Chapter 8 Accessing meteorological data

Objectives:

• This tutorial will walk through the steps required to access meteorological data from the Maricopa Agricultural Center.

Pre-requisites:

• Need to have R packages tidyverse, jsonlite, and convertr installed.
• Need to have an internet connection.

8.1 The Maricopa Weather Station

8.1.1 Meteorological data formats

8.1.1.1 Dimensions:

CF standard-name units
time days since 1970-01-01 00:00:00 UTC
longitude degrees_east
latitude degrees_north

8.1.1.2 Variable names and units

CF standard-name units bety isimip cruncep narr ameriflux
air_temperature K airT tasAdjust tair air TA (C)
air_pressure Pa air_pressure PRESS (KPa)
mole_fraction_of_carbon_dioxide_in_air mol/mol CO2
relative_humidity % relative_humidity rhurs NA rhum RH
surface_downwelling_photosynthetic_photon_flux_in_air mol m-2 s-1 PAR PAR (NOT DONE)
precipitation_flux kg m-2 s-1 cccc prAdjust rain acpc PREC (mm/s)
degrees wind_direction WD
wind_speed m/s Wspd WS
• variable names are from MsTMIP.
• standard_name is CF-convention standard names
• units can be converted by udunits, so these can vary (e.g. the time denominator may change with time frequency of inputs)
• soil moisture for the full column, rather than a layer, is soil_moisture_content

For example, in the MsTMIP-CRUNCEP data, the variable rain should be precipitation_rate. We want to standardize the units as well as part of the met2CF.<product> step. I believe we want to use the CF “canonical” units but retain the MsTMIP units any time CF is ambiguous about the units.

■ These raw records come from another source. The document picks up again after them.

//! String schema validation.
//!
//! This module provides [`StringSchema`] for validating text fields with
//! constraints like non-emptiness, maximum length, regex patterns, email
//! format and membership in a fixed set of choices.

use std::sync::LazyLock;

use regex::Regex;
use stillwater::Validation;

use crate::error::{FieldError, FieldErrors};
use crate::path::FieldPath;
use crate::validation::ValidationContext;

use super::traits::{into_validation, SchemaLike};

const EMAIL_PATTERN: &str = r"^[A-Za-z0-9_'+\-]+(\.[A-Za-z0-9_'+\-]+)*@([A-Za-z0-9]([A-Za-z0-9\-]*[A-Za-z0-9])?\.)+[A-Za-z]{2,}$";

static EMAIL_REGEX: LazyLock<Regex> =
    LazyLock::new(|| Regex::new(EMAIL_PATTERN).expect("email pattern is a valid regex"));

/// A constraint applied to string values.
#[derive(Clone)]
enum StringConstraint {
    MinLength {
        min: usize,
        message: Option<String>,
    },
    MaxLength {
        max: usize,
        message: Option<String>,
    },
    Pattern {
        regex: Regex,
        pattern_str: String,
        message: Option<String>,
    },
    Email {
        message: Option<String>,
    },
    OneOf {
        allowed: Vec<String>,
        message: Option<String>,
    },
}

/// A schema for validating string fields.
///
/// All constraint violations are accumulated rather than short-circuiting on
/// the first failure.
///
/// # Example
///
/// ```rust
/// use paperwork::{FieldPath, Schema, SchemaLike, ValidationContext};
///
/// let schema = Schema::string()
///     .non_empty()
///     .error("Street 1 is required")
///     .max_len(80);
///
/// let ctx = ValidationContext::now();
/// let path = FieldPath::from_field("residentialLine1");
/// assert!(SchemaLike::<str>::validate(&schema, "1 Main St", &path, &ctx).is_success());
/// assert!(SchemaLike::<str>::validate(&schema, "", &path, &ctx).is_failure());
/// ```
#[derive(Clone, Default)]
pub struct StringSchema {
    constraints: Vec<StringConstraint>,
}

impl StringSchema {
    /// Creates a new string schema with no constraints.
    pub fn new() -> Self {
        Self {
            constraints: Vec::new(),
        }
    }

    /// Adds a minimum length constraint, in characters.
    pub fn min_len(mut self, min: usize) -> Self {
        self.constraints
            .push(StringConstraint::MinLength { min, message: None });
        self
    }

    /// Requires at least one character. Equivalent to `.min_len(1)`.
    pub fn non_empty(self) -> Self {
        self.min_len(1)
    }

    /// Adds a maximum length constraint, in characters.
    pub fn max_len(mut self, max: usize) -> Self {
        self.constraints
            .push(StringConstraint::MaxLength { max, message: None });
        self
    }

    /// Adds a regex pattern constraint.
    ///
    /// Returns an error if the regex pattern is invalid.
    ///
    /// # Example
    ///
    /// ```rust
    /// use paperwork::{FieldPath, Schema, SchemaLike, ValidationContext};
    ///
    /// let schema = Schema::string().pattern(r"^\d{5}$").unwrap();
    /// let ctx = ValidationContext::now();
    /// assert!(SchemaLike::<str>::validate(&schema, "12345", &FieldPath::root(), &ctx).is_success());
    /// assert!(SchemaLike::<str>::validate(&schema, "1234", &FieldPath::root(), &ctx).is_failure());
    /// ```
    pub fn pattern(mut self, pattern: &str) -> Result<Self, regex::Error> {
        let regex = Regex::new(pattern)?;
        self.constraints.push(StringConstraint::Pattern {
            regex,
            pattern_str: pattern.to_string(),
            message: None,
        });
        Ok(self)
    }

    /// Requires a syntactically valid email address.
    ///
    /// An empty string fails this constraint, so it doubles as the
    /// required-check for email fields.
    pub fn email(mut self) -> Self {
        self.constraints
            .push(StringConstraint::Email { message: None });
        self
    }

    /// Requires the value to be one of `allowed`.
    ///
    /// Empty strings are not checked here; pair with [`non_empty`](Self::non_empty)
    /// when the field is required. A custom message may contain `{value}`.
    pub fn one_of<I, S>(mut self, allowed: I) -> Self
    where
        I: IntoIterator<Item = S>,
        S: Into<String>,
    {
        self.constraints.push(StringConstraint::OneOf {
            allowed: allowed.into_iter().map(Into::into).collect(),
            message: None,
        });
        self
    }

    /// Sets a custom error message for the most recent constraint.
    ///
    /// Has no effect when no constraint has been added yet.
    pub fn error(mut self, message: impl Into<String>) -> Self {
        if let Some(last) = self.constraints.last_mut() {
            match last {
                StringConstraint::MinLength { message: m, .. } => *m = Some(message.into()),
                StringConstraint::MaxLength { message: m, .. } => *m = Some(message.into()),
                StringConstraint::Pattern { message: m, .. } => *m = Some(message.into()),
                StringConstraint::Email { message: m } => *m = Some(message.into()),
                StringConstraint::OneOf { message: m, .. } => *m = Some(message.into()),
            }
        }
        self
    }

    /// Validates a string against every constraint.
    pub fn validate_str(&self, value: &str, path: &FieldPath) -> Validation<(), FieldErrors> {
        let errors: Vec<FieldError> = self
            .constraints
            .iter()
            .filter_map(|c| check_constraint(c, value, path))
            .collect();

        into_validation(errors)
    }
}

impl SchemaLike<str> for StringSchema {
    fn validate(
        &self,
        value: &str,
        path: &FieldPath,
        _ctx: &ValidationContext,
    ) -> Validation<(), FieldErrors> {
        self.validate_str(value, path)
    }
}

impl SchemaLike<String> for StringSchema {
    fn validate(
        &self,
        value: &String,
        path: &FieldPath,
        _ctx: &ValidationContext,
    ) -> Validation<(), FieldErrors> {
        self.validate_str(value, path)
    }
}

/// Checks a single constraint and returns an error if it fails.
fn check_constraint(
    constraint: &StringConstraint,
    value: &str,
    path: &FieldPath,
) -> Option<FieldError> {
    match constraint {
        StringConstraint::MinLength { min, message } => {
            let len = value.chars().count();
            if len < *min {
                let msg = message.clone().unwrap_or_else(|| {
                    if *min == 1 {
                        "is required".to_string()
                    } else {
                        format!("length must be at least {}, got {}", min, len)
                    }
                });
                Some(
                    FieldError::new(path.clone(), msg)
                        .with_code("min_length")
                        .with_expected(format!("at least {} characters", min))
                        .with_got(format!("{} characters", len)),
                )
            } else {
                None
            }
        }
        StringConstraint::MaxLength { max, message } => {
            let len = value.chars().count();
            if len > *max {
                let msg = message
                    .clone()
                    .unwrap_or_else(|| format!("length must be at most {}, got {}", max, len));
                Some(
                    FieldError::new(path.clone(), msg)
                        .with_code("max_length")
                        .with_expected(format!("at most {} characters", max))
                        .with_got(format!("{} characters", len)),
                )
            } else {
                None
            }
        }
        StringConstraint::Pattern {
            regex,
            pattern_str,
            message,
        } => {
            if !regex.is_match(value) {
                let msg = message
                    .clone()
                    .unwrap_or_else(|| format!("must match pattern '{}'", pattern_str));
                Some(
                    FieldError::new(path.clone(), msg)
                        .with_code("pattern")
                        .with_expected(format!("string matching '{}'", pattern_str))
                        .with_got(value.to_string()),
                )
            } else {
                None
            }
        }
        StringConstraint::Email { message } => {
            if !EMAIL_REGEX.is_match(value) {
                let msg = message
                    .clone()
                    .unwrap_or_else(|| "invalid email address".to_string());
                Some(
                    FieldError::new(path.clone(), msg)
                        .with_code("pattern")
                        .with_expected("email address")
                        .with_got(value.to_string()),
                )
            } else {
                None
            }
        }
        StringConstraint::OneOf { allowed, message } => {
            if !value.is_empty() && !allowed.iter().any(|a| a == value) {
                let msg = match message {
                    Some(m) => m.replace("{value}", value),
                    None => format!("unsupported value: {}", value),
                };
                Some(
                    FieldError::new(path.clone(), msg)
                        .with_code("invalid_choice")
                        .with_expected(format!("one of {}", allowed.join(", ")))
                        .with_got(value.to_string()),
                )
            } else {
                None
            }
        }
    }
}

#[cfg(test)]
mod tests {
    use super::*;

    fn unwrap_failure<T: std::fmt::Debug, E>(v: Validation<T, E>) -> E {
        v.into_result().unwrap_err()
    }

    #[test]
    fn test_non_empty() {
        let schema = StringSchema::new().non_empty();
        assert!(schema.validate_str("a", &FieldPath::root()).is_success());

        let errors = unwrap_failure(schema.validate_str("", &FieldPath::root()));
        assert_eq!(errors.first().code, "min_length");
        assert_eq!(errors.first().message, "is required");
    }

    #[test]
    fn test_custom_error_message() {
        let schema = StringSchema::new().non_empty().error("Last name is required");
        let errors = unwrap_failure(schema.validate_str("", &FieldPath::from_field("lastName")));
        assert_eq!(errors.first().message, "Last name is required");
        assert_eq!(errors.first().path.to_string(), "lastName");
    }

    #[test]
    fn test_error_without_constraint_is_ignored() {
        let schema = StringSchema::new().error("unused");
        assert!(schema.validate_str("", &FieldPath::root()).is_success());
    }

    #[test]
    fn test_email() {
        let schema = StringSchema::new().email();
        for ok in ["a@b.co", "first.last+tag@mail.example.org", "o'neil@x.io"] {
            assert!(schema.validate_str(ok, &FieldPath::root()).is_success(), "{ok}");
        }
        for bad in ["", "plain", "a@b", "@b.com", "a@.com", "a..b@c.com", "a@b.c", "a b@c.com"] {
            assert!(schema.validate_str(bad, &FieldPath::root()).is_failure(), "{bad}");
        }
    }

    #[test]
    fn test_empty_email_reports_once() {
        let schema = StringSchema::new().email().error("Invalid email address");
        let errors = unwrap_failure(schema.validate_str("", &FieldPath::root()));
        assert_eq!(errors.len(), 1);
        assert_eq!(errors.first().message, "Invalid email address");
    }

    #[test]
    fn test_one_of_skips_empty() {
        let schema = StringSchema::new().one_of(["image/png", "application/pdf"]);
        assert!(schema.validate_str("", &FieldPath::root()).is_success());
        assert!(schema.validate_str("image/png", &FieldPath::root()).is_success());

        let errors = unwrap_failure(schema.validate_str("text/plain", &FieldPath::root()));
        assert_eq!(errors.first().code, "invalid_choice");
        assert_eq!(errors.first().got.as_deref(), Some("text/plain"));
    }

    #[test]
    fn test_error_accumulation() {
        let schema = StringSchema::new().min_len(10).pattern(r"^\d+$").unwrap();

        let errors = unwrap_failure(schema.validate_str("abc", &FieldPath::root()));
        assert_eq!(errors.len(), 2);
        assert_eq!(errors.with_code("min_length").len(), 1);
        assert_eq!(errors.with_code("pattern").len(), 1);
    }

    #[test]
    fn test_unicode_length() {
        let schema = StringSchema::new().min_len(3).max_len(5);
        assert!(schema.validate_str("日本語", &FieldPath::root()).is_success());
        assert!(schema.validate_str("🎉🎊", &FieldPath::root()).is_failure());
    }

    #[test]
    fn test_invalid_regex_pattern() {
        assert!(StringSchema::new().pattern(r"[invalid").is_err());
    }
}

The key is to process each type of met data (site, reanalysis, forecast, climate scenario, etc) to the exact same standard. This way every operation after that (extract, gap fill, downscale, convert to a model, etc) will always have the exact same inputs. This will make everything else much simpler to code and allow us to avoid a lot of unnecessary data checking, tests, etc being repeated in every downstream function.

8.1.2 Using the API to get data

In order to access the data, we need to contruct a URL that links to where the data is located on Clowder. The data is then pulled down using the API, which “receives requests and sends responses” , for Clowder.

8.1.3 The structure of the Geostreams database

The meteorological data that is collected for the TERRA REF project is contained in multiple related tables, also know as a relational database. The first table contains data about the sensor that is collecting data. This is then linked to a stream table, which contains information about a datastream from the sensor. Sensors can have multiple datastreams. The actual weather data is in the third table, the datapoint table. A visual representation of this structure is shown below.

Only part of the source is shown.